Ihre Art, Dinge zu verarbeiten, heißt Laufen. Sie läuft den trüben Gedanken davon, den Gefühlen von Zwang, Ungerechtigkeit und Eingesperrtsein. Aber es ist immer nur eine Ausflucht für kurze Zeit, wenn der Lauf endet, ist auch die Situation von vorher wieder da. Auch der Olympiasieg bringt keine Befreiung, sondern wird von der Wirklichkeit der ungewollten Schwangerschaft eingeholt.
Aggie erfährt in ihrem Leben wenig Solidarität, kaum Unterstützung und noch weniger Liebe. Trotzdem steht sie alles durch, was das Schicksal ihr aufträgt - mit stoischer Ruhe und manchmal mit stiller Hilflosigkeit.
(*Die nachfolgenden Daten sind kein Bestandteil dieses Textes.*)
use serde::{Deserialize, Serialize};

/// Wire models for the OpenAI-compatible chat completions endpoint. Only
/// the fields the pipeline reads; everything else is ignored.
#[derive(Debug, Clone, PartialEq, Serialize, Deserialize)]
pub struct ChatCompletionResponse {
    #[serde(default)]
    pub id: Option<String>,
    #[serde(default)]
    pub model: Option<String>,
    pub choices: Vec<ChatChoice>,
}

#[derive(Debug, Clone, PartialEq, Serialize, Deserialize)]
pub struct ChatChoice {
    pub message: ChatMessage,
    #[serde(default)]
    pub finish_reason: Option<String>,
}

#[derive(Debug, Clone, PartialEq, Serialize, Deserialize)]
pub struct ChatMessage {
    #[serde(default)]
    pub role: Option<String>,
    #[serde(default)]
    pub content: Option<String>,
    #[serde(default)]
    pub refusal: Option<String>,
}

impl ChatCompletionResponse {
    /// Content of the first choice, if the model produced any.
    pub fn first_content(&self) -> Option<&str> {
        self.choices
            .first()
            .and_then(|choice| choice.message.content.as_deref())
            .filter(|content| !content.trim().is_empty())
    }
}
use super::mapper::TmdbMapper;
use super::models::{TmdbMovieDetail, TmdbSearchResponse};
use crate::modules::catalog::domain::entities::{CatalogMovieDetail, CatalogMovieSummary};
use crate::modules::catalog::domain::provider::CatalogProvider;
use crate::shared::errors::AppResult;
use crate::shared::http::RateLimitClient;
use async_trait::async_trait;

/// TMDB adapter for the movie catalog boundary
pub struct TmdbClient {
    http_client: RateLimitClient,
    base_url: String,
    api_key: String,
    mapper: TmdbMapper,
}

impl TmdbClient {
    pub fn new(base_url: impl Into<String>, api_key: impl Into<String>) -> Self {
        Self {
            http_client: RateLimitClient::for_tmdb(),
            base_url: base_url.into(),
            api_key: api_key.into(),
            mapper: TmdbMapper::new(),
        }
    }

    /// Build URL with API key parameter
    fn build_url(&self, endpoint: &str) -> String {
        format!("{}{}?api_key={}", self.base_url, endpoint, self.api_key)
    }

    /// Build URL with API key and additional query parameters
    fn build_url_with_params(&self, endpoint: &str, params: &[(String, String)]) -> String {
        let mut url = format!("{}{}?api_key={}", self.base_url, endpoint, self.api_key);
        for (key, value) in params {
            if key != "api_key" {
                url.push_str(&format!("&{}={}", key, urlencoding::encode(value)));
            }
        }
        url
    }
}

#[async_trait]
impl CatalogProvider for TmdbClient {
    async fn search_movies(&self, query: &str) -> AppResult<Vec<CatalogMovieSummary>> {
        let params = vec![
            ("query".to_string(), query.to_string()),
            ("page".to_string(), "1".to_string()),
        ];
        let url = self.build_url_with_params("/search/movie", &params);

        log::info!("TMDB: Searching movies for '{}'", query);

        let response: TmdbSearchResponse = self.http_client.get(&url).await?;

        // Hits without a usable title are dropped rather than failing the
        // whole search.
        let summaries: Vec<CatalogMovieSummary> = response
            .results
            .into_iter()
            .filter_map(|hit| self.mapper.map_summary(hit).ok())
            .collect();

        log::info!("TMDB: Found {} results for '{}'", summaries.len(), query);
        Ok(summaries)
    }

    async fn movie_detail(&self, tmdb_id: i32) -> AppResult<CatalogMovieDetail> {
        let url = self.build_url(&format!("/movie/{}", tmdb_id));

        log::info!("TMDB: Getting movie detail for id {}", tmdb_id);

        let detail: TmdbMovieDetail = self.http_client.get(&url).await?;
        self.mapper.map_detail(detail)
    }
}

#[cfg(test)]
mod tests {
    use super::*;

    #[test]
    fn build_url_appends_api_key() {
        let client = TmdbClient::new("https://api.themoviedb.org/3", "secret");
        assert_eq!(
            client.build_url("/movie/550"),
            "https://api.themoviedb.org/3/movie/550?api_key=secret"
        );
    }

    #[test]
    fn build_url_with_params_encodes_query() {
        let client = TmdbClient::new("https://api.themoviedb.org/3", "secret");
        let url = client.build_url_with_params(
            "/search/movie",
            &[("query".to_string(), "the matrix".to_string())],
        );
        assert_eq!(
            url,
            "https://api.themoviedb.org/3/search/movie?api_key=secret&query=the%20matrix"
        );
    }
}
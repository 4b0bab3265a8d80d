/// Queue status tracker
///
/// A persisted mirror of each job's lifecycle, kept as a historical record
/// for observability. Never deleted.
use crate::shared::errors::AppResult;
use async_trait::async_trait;
use chrono::{DateTime, Utc};
use serde::{Deserialize, Serialize};
use uuid::Uuid;

/// Lifecycle phase of a tracked job. Transitions are monotonic:
/// queued -> processing -> done | failed. Retried attempts may re-send
/// `processing`, which is accepted as a re-entry; `done` and `failed` are
/// final.
#[derive(Debug, Clone, Copy, PartialEq, Eq, Serialize, Deserialize)]
#[serde(rename_all = "lowercase")]
pub enum QueuePhase {
    Queued,
    Processing,
    Done,
    Failed,
}

impl QueuePhase {
    /// Ordering rank used for the monotonic guard.
    pub fn rank(&self) -> u8 {
        match self {
            QueuePhase::Queued => 0,
            QueuePhase::Processing => 1,
            QueuePhase::Done => 2,
            QueuePhase::Failed => 2,
        }
    }

    /// Whether moving from `self` to `next` is a legal advance.
    /// Re-entering `processing` on a retry is allowed.
    pub fn can_advance_to(&self, next: QueuePhase) -> bool {
        if *self == QueuePhase::Processing && next == QueuePhase::Processing {
            return true;
        }
        next.rank() > self.rank()
    }
}

impl std::fmt::Display for QueuePhase {
    fn fmt(&self, f: &mut std::fmt::Formatter<'_>) -> std::fmt::Result {
        match self {
            QueuePhase::Queued => write!(f, "queued"),
            QueuePhase::Processing => write!(f, "processing"),
            QueuePhase::Done => write!(f, "done"),
            QueuePhase::Failed => write!(f, "failed"),
        }
    }
}

impl std::str::FromStr for QueuePhase {
    type Err = String;

    fn from_str(s: &str) -> Result<Self, Self::Err> {
        match s.to_lowercase().as_str() {
            "queued" => Ok(QueuePhase::Queued),
            "processing" => Ok(QueuePhase::Processing),
            "done" => Ok(QueuePhase::Done),
            "failed" => Ok(QueuePhase::Failed),
            _ => Err(format!("Invalid queue phase: {}", s)),
        }
    }
}

#[derive(Debug, Clone, Serialize, Deserialize)]
pub struct QueueStatusRecord {
    pub id: Uuid,
    pub job_id: Uuid,
    pub user_id: i32,
    pub status: QueuePhase,
    pub processing_time_secs: i32,
    pub created_at: DateTime<Utc>,
    pub updated_at: DateTime<Utc>,
}

#[cfg_attr(test, mockall::automock)]
#[async_trait]
pub trait QueueStatusRepository: Send + Sync {
    /// Create the tracking record for a freshly enqueued job
    /// (status `queued`).
    async fn create(&self, job_id: Uuid, user_id: i32) -> AppResult<QueueStatusRecord>;

    /// Advance the record. Unknown job ids and phase regressions are
    /// warning no-ops (returns None), never errors.
    async fn advance(
        &self,
        job_id: Uuid,
        phase: QueuePhase,
        processing_time_secs: Option<i32>,
    ) -> AppResult<Option<QueueStatusRecord>>;

    async fn get_by_job_id(&self, job_id: Uuid) -> AppResult<Option<QueueStatusRecord>>;
}
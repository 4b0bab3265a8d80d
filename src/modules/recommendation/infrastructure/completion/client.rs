use super::models::ChatCompletionResponse;
use crate::modules::recommendation::domain::entities::SuggestionList;
use crate::modules::recommendation::domain::provider::CompletionProvider;
use crate::shared::errors::AppResult;
use crate::shared::http::RateLimitClient;
use async_trait::async_trait;
use serde_json::{json, Value};

const SYSTEM_PROMPT: &str = "Extract the movie recommendation information.";

/// Adapter for an OpenAI-compatible chat completions endpoint with strict
/// structured output.
pub struct OpenAiClient {
    http_client: RateLimitClient,
    base_url: String,
    model: String,
}

impl OpenAiClient {
    pub fn new(
        base_url: impl Into<String>,
        api_key: impl Into<String>,
        model: impl Into<String>,
    ) -> Self {
        Self {
            http_client: RateLimitClient::for_completion().with_bearer_token(api_key),
            base_url: base_url.into(),
            model: model.into(),
        }
    }

    fn completions_url(&self) -> String {
        format!("{}/chat/completions", self.base_url)
    }

    /// Strict JSON schema for the structured output: a list of
    /// {title, reason} pairs, nothing else.
    fn response_format() -> Value {
        json!({
            "type": "json_schema",
            "json_schema": {
                "name": "recommendation",
                "strict": true,
                "schema": {
                    "type": "object",
                    "properties": {
                        "recommendation": {
                            "type": "array",
                            "items": {
                                "type": "object",
                                "properties": {
                                    "title": { "type": "string" },
                                    "reason": { "type": "string" }
                                },
                                "required": ["title", "reason"],
                                "additionalProperties": false
                            }
                        }
                    },
                    "required": ["recommendation"],
                    "additionalProperties": false
                }
            }
        })
    }

    fn build_request(&self, prompt: &str) -> Value {
        json!({
            "model": self.model,
            "messages": [
                { "role": "system", "content": SYSTEM_PROMPT },
                { "role": "user", "content": prompt }
            ],
            "response_format": Self::response_format()
        })
    }

    /// Parse the structured content, treating any schema violation as
    /// "no suggestions this run".
    fn parse_suggestions(content: &str) -> Option<SuggestionList> {
        match serde_json::from_str::<SuggestionList>(content) {
            Ok(list) => Some(list),
            Err(e) => {
                log::warn!(
                    "Completion output failed schema validation: {}. Content: {}",
                    e,
                    if content.len() > 200 {
                        format!("{}...", &content[..200])
                    } else {
                        content.to_string()
                    }
                );
                None
            }
        }
    }
}

#[async_trait]
impl CompletionProvider for OpenAiClient {
    async fn suggest_recommendations(&self, prompt: &str) -> AppResult<Option<SuggestionList>> {
        let body = self.build_request(prompt);
        let url = self.completions_url();

        log::info!("Completion: requesting suggestions from model '{}'", self.model);

        let response: ChatCompletionResponse = self.http_client.post_json(&url, &body).await?;

        let content = match response.first_content() {
            Some(content) => content,
            None => {
                log::warn!("Completion returned no content; skipping this run");
                return Ok(None);
            }
        };

        Ok(Self::parse_suggestions(content))
    }
}

#[cfg(test)]
mod tests {
    use super::*;

    #[test]
    fn request_carries_model_and_strict_schema() {
        let client = OpenAiClient::new("https://api.openai.com/v1", "sk-test", "gpt-5-nano");
        let body = client.build_request("suggest similar movies");

        assert_eq!(body["model"], "gpt-5-nano");
        assert_eq!(body["messages"][1]["content"], "suggest similar movies");
        assert_eq!(body["response_format"]["type"], "json_schema");
        assert_eq!(
            body["response_format"]["json_schema"]["strict"],
            Value::Bool(true)
        );
        let schema = &body["response_format"]["json_schema"]["schema"];
        assert_eq!(schema["additionalProperties"], Value::Bool(false));
    }

    #[test]
    fn parse_suggestions_accepts_valid_payload() {
        let content = r#"{"recommendation":[{"title":"Se7en","reason":"same director"}]}"#;
        let parsed = OpenAiClient::parse_suggestions(content).unwrap();
        assert_eq!(parsed.recommendation.len(), 1);
        assert_eq!(parsed.recommendation[0].reason, "same director");
    }

    #[test]
    fn parse_suggestions_swallows_malformed_payload() {
        assert!(OpenAiClient::parse_suggestions("not json at all").is_none());
        assert!(OpenAiClient::parse_suggestions(r#"{"recommendation":"wrong"}"#).is_none());
    }

    #[test]
    fn completions_url_joins_base() {
        let client = OpenAiClient::new("https://api.openai.com/v1", "sk-test", "gpt-5-nano");
        assert_eq!(
            client.completions_url(),
            "https://api.openai.com/v1/chat/completions"
        );
    }
}
/// Recommendation module
///
/// Turns a user's favorites into a stored recommendation set: builds a
/// prompt, asks the completion collaborator for candidate titles, resolves
/// them through the catalog and atomically replaces the user's set.
pub mod application;
pub mod domain;
pub mod infrastructure;

pub use application::calculator::RecommendationCalculator;
pub use domain::{
    entities::{MaterializedRecommendation, MovieSuggestion, Recommendation, ReplaceOutcome, SuggestionList},
    provider::CompletionProvider,
    repository::RecommendationRepository,
};
pub use infrastructure::completion::OpenAiClient;
pub use infrastructure::persistence::RecommendationRepositoryImpl;
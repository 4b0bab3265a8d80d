//! HTTP client with automatic rate limiting and retry logic
//!
//! Shared by the catalog and completion adapters so neither duplicates
//! backoff handling. A 404 maps to a typed `NotFound`, distinct from other
//! transport failures.

use super::retry_policy::{is_retryable_error, RateLimitInfo, RetryPolicy};
use crate::shared::errors::{AppError, AppResult};
use governor::{Quota, RateLimiter as GovernorRateLimiter};
use reqwest::{Client, Method, Response};
use serde_json::Value;
use std::num::NonZeroU32;
use std::time::Duration;
use tokio::time::sleep;

type DirectRateLimiter = GovernorRateLimiter<
    governor::state::direct::NotKeyed,
    governor::state::InMemoryState,
    governor::clock::DefaultClock,
    governor::middleware::NoOpMiddleware,
>;

const REQUEST_TIMEOUT: Duration = Duration::from_secs(30);
const USER_AGENT: &str = "cinerec/0.1";

pub struct RateLimitClient {
    client: Client,
    rate_limiter: DirectRateLimiter,
    retry_policy: RetryPolicy,
    bearer_token: Option<String>,
    service_name: String,
}

impl RateLimitClient {
    /// Client for the TMDB catalog API (auth travels as a query parameter)
    pub fn for_tmdb() -> Self {
        Self::new(
            "TMDB",
            RetryPolicy::tmdb(),
            // TMDB: generous limit, keep a safety margin at 4 req/sec
            Self::create_rate_limiter(4.0, 8),
        )
    }

    /// Client for the OpenAI-compatible completion API
    pub fn for_completion() -> Self {
        Self::new(
            "Completion",
            RetryPolicy::completion(),
            Self::create_rate_limiter(1.0, 2),
        )
    }

    fn create_rate_limiter(requests_per_second: f64, burst_size: u32) -> DirectRateLimiter {
        let duration = if requests_per_second > 0.0 {
            Duration::from_secs_f64(1.0 / requests_per_second)
        } else {
            Duration::MAX
        };

        let burst = NonZeroU32::new(burst_size.max(1)).unwrap();
        let quota = Quota::with_period(duration).unwrap().allow_burst(burst);

        GovernorRateLimiter::direct(quota)
    }

    pub fn new(service_name: &str, retry_policy: RetryPolicy, rate_limiter: DirectRateLimiter) -> Self {
        let client = Client::builder()
            .timeout(REQUEST_TIMEOUT)
            .user_agent(USER_AGENT)
            .build()
            .unwrap_or_else(|_| Client::new());

        Self {
            client,
            rate_limiter,
            retry_policy,
            bearer_token: None,
            service_name: service_name.to_string(),
        }
    }

    /// Attach a bearer token sent with every request
    pub fn with_bearer_token(mut self, token: impl Into<String>) -> Self {
        self.bearer_token = Some(token.into());
        self
    }

    /// Make a GET request with rate limiting and retries
    pub async fn get<T>(&self, url: &str) -> AppResult<T>
    where
        T: serde::de::DeserializeOwned,
    {
        self.request_with_retries(Method::GET, url, None).await
    }

    /// Make a POST request with a JSON body
    pub async fn post_json<T>(&self, url: &str, body: &Value) -> AppResult<T>
    where
        T: serde::de::DeserializeOwned,
    {
        self.request_with_retries(Method::POST, url, Some(body.clone()))
            .await
    }

    async fn request_with_retries<T>(
        &self,
        method: Method,
        url: &str,
        body: Option<Value>,
    ) -> AppResult<T>
    where
        T: serde::de::DeserializeOwned,
    {
        let mut last_error = None;

        for attempt in 0..=self.retry_policy.max_retries {
            // Wait for rate limiter before attempting request
            self.rate_limiter.until_ready().await;

            match self.build_and_send_request(&method, url, &body).await {
                Ok(response) => {
                    if response.status() == 429 {
                        let rate_limit_info = RateLimitInfo::from_headers(response.headers());

                        if attempt < self.retry_policy.max_retries {
                            let delay = self.calculate_retry_delay(attempt, &rate_limit_info);
                            log::warn!(
                                "{} API rate limited (attempt {}/{}). Waiting {:?} before retry.",
                                self.service_name,
                                attempt + 1,
                                self.retry_policy.max_retries + 1,
                                delay
                            );
                            sleep(delay).await;
                            continue;
                        } else {
                            return Err(AppError::RateLimitError(format!(
                                "{} API rate limit exceeded after {} attempts",
                                self.service_name,
                                self.retry_policy.max_retries + 1
                            )));
                        }
                    }

                    // The collaborators report missing resources with 404;
                    // that is a typed miss, never retried.
                    if response.status() == 404 {
                        return Err(AppError::NotFound(format!(
                            "{} API has no resource at {}",
                            self.service_name, url
                        )));
                    }

                    if !response.status().is_success() {
                        let error_msg = format!(
                            "{} API returned error: {}",
                            self.service_name,
                            response.status()
                        );

                        // Only retry server errors
                        if response.status().is_server_error()
                            && attempt < self.retry_policy.max_retries
                        {
                            let delay = self.retry_policy.calculate_delay(attempt, None);
                            log::warn!(
                                "{} (attempt {}/{}). Retrying in {:?}",
                                error_msg,
                                attempt + 1,
                                self.retry_policy.max_retries + 1,
                                delay
                            );
                            sleep(delay).await;
                            continue;
                        } else {
                            return Err(AppError::ApiError(error_msg));
                        }
                    }

                    return self.parse_response(response).await;
                }
                Err(e) => {
                    let retryable = is_retryable_error(&e);
                    last_error = Some(AppError::ExternalServiceError(e.to_string()));

                    if retryable && attempt < self.retry_policy.max_retries {
                        let delay = self.retry_policy.calculate_delay(attempt, None);
                        log::warn!(
                            "{} API request failed (attempt {}/{}): {}. Retrying in {:?}",
                            self.service_name,
                            attempt + 1,
                            self.retry_policy.max_retries + 1,
                            e,
                            delay
                        );
                        sleep(delay).await;
                        continue;
                    } else {
                        return Err(AppError::ExternalServiceError(format!(
                            "{} API request failed: {}",
                            self.service_name, e
                        )));
                    }
                }
            }
        }

        Err(AppError::ExternalServiceError(format!(
            "{} API request failed after {} attempts: {}",
            self.service_name,
            self.retry_policy.max_retries + 1,
            last_error.map_or_else(|| "Unknown error".to_string(), |e| e.to_string())
        )))
    }

    async fn build_and_send_request(
        &self,
        method: &Method,
        url: &str,
        body: &Option<Value>,
    ) -> Result<Response, reqwest::Error> {
        let mut request_builder = self
            .client
            .request(method.clone(), url)
            .header("Accept", "application/json");

        if let Some(token) = &self.bearer_token {
            request_builder = request_builder.bearer_auth(token);
        }

        if let Some(json_body) = body {
            request_builder = request_builder.json(json_body);
        }

        request_builder.send().await
    }

    /// Read the body and deserialize it into the typed boundary model.
    /// A payload that does not match the expected shape is a malformed
    /// response, not a transport failure.
    async fn parse_response<T>(&self, response: Response) -> AppResult<T>
    where
        T: serde::de::DeserializeOwned,
    {
        let response_text = response.text().await.map_err(|e| {
            AppError::ExternalServiceError(format!(
                "Failed to read {} response: {}",
                self.service_name, e
            ))
        })?;

        serde_json::from_str(&response_text).map_err(|e| {
            AppError::MalformedResponse(format!(
                "Failed to parse {} response: {}. Response: {}",
                self.service_name,
                e,
                if response_text.len() > 200 {
                    format!("{}...", &response_text[..200])
                } else {
                    response_text
                }
            ))
        })
    }

    fn calculate_retry_delay(&self, attempt: u32, rate_limit_info: &RateLimitInfo) -> Duration {
        if let Some(server_delay) = rate_limit_info.recommended_delay() {
            return server_delay.min(self.retry_policy.max_delay);
        }

        self.retry_policy.calculate_delay(attempt, None)
    }

    /// Check if a request can be made now (for testing/debugging)
    pub fn can_make_request_now(&self) -> bool {
        self.rate_limiter.check().is_ok()
    }

    pub fn service_name(&self) -> &str {
        &self.service_name
    }
}

#[cfg(test)]
mod tests {
    use super::*;

    #[test]
    fn test_client_creation() {
        let tmdb = RateLimitClient::for_tmdb();
        assert_eq!(tmdb.service_name(), "TMDB");

        let completion = RateLimitClient::for_completion();
        assert_eq!(completion.service_name(), "Completion");
    }

    #[test]
    fn test_can_make_request() {
        let client = RateLimitClient::for_tmdb();
        assert!(client.can_make_request_now());
    }
}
Für mich stand im Mittelpunkt nicht so sehr die Läuferin, sondern die Frau, die gerne ein glückliches Leben gehabt hätte und für die es doch immer nur in einem "ich mache das Beste daraus" endet. So ist das Lauftraining nur ein Symbol dafür, etwas zu tun, was man als Frau eben eigentlich nicht tun darf; genauso, wie man eigentlich nicht außerhalb der Ehe schwanger werden darf. Passiert es doch, dann muss sich die Betroffene irgendwie darum kümmern. Wie sehr das in die Gefühlswelt von Aganetha einbricht, das gesteht sie sich erst ganz am Schluss - und danach scheint sie erst mit sich und ihrer Familie Frieden machen zu können.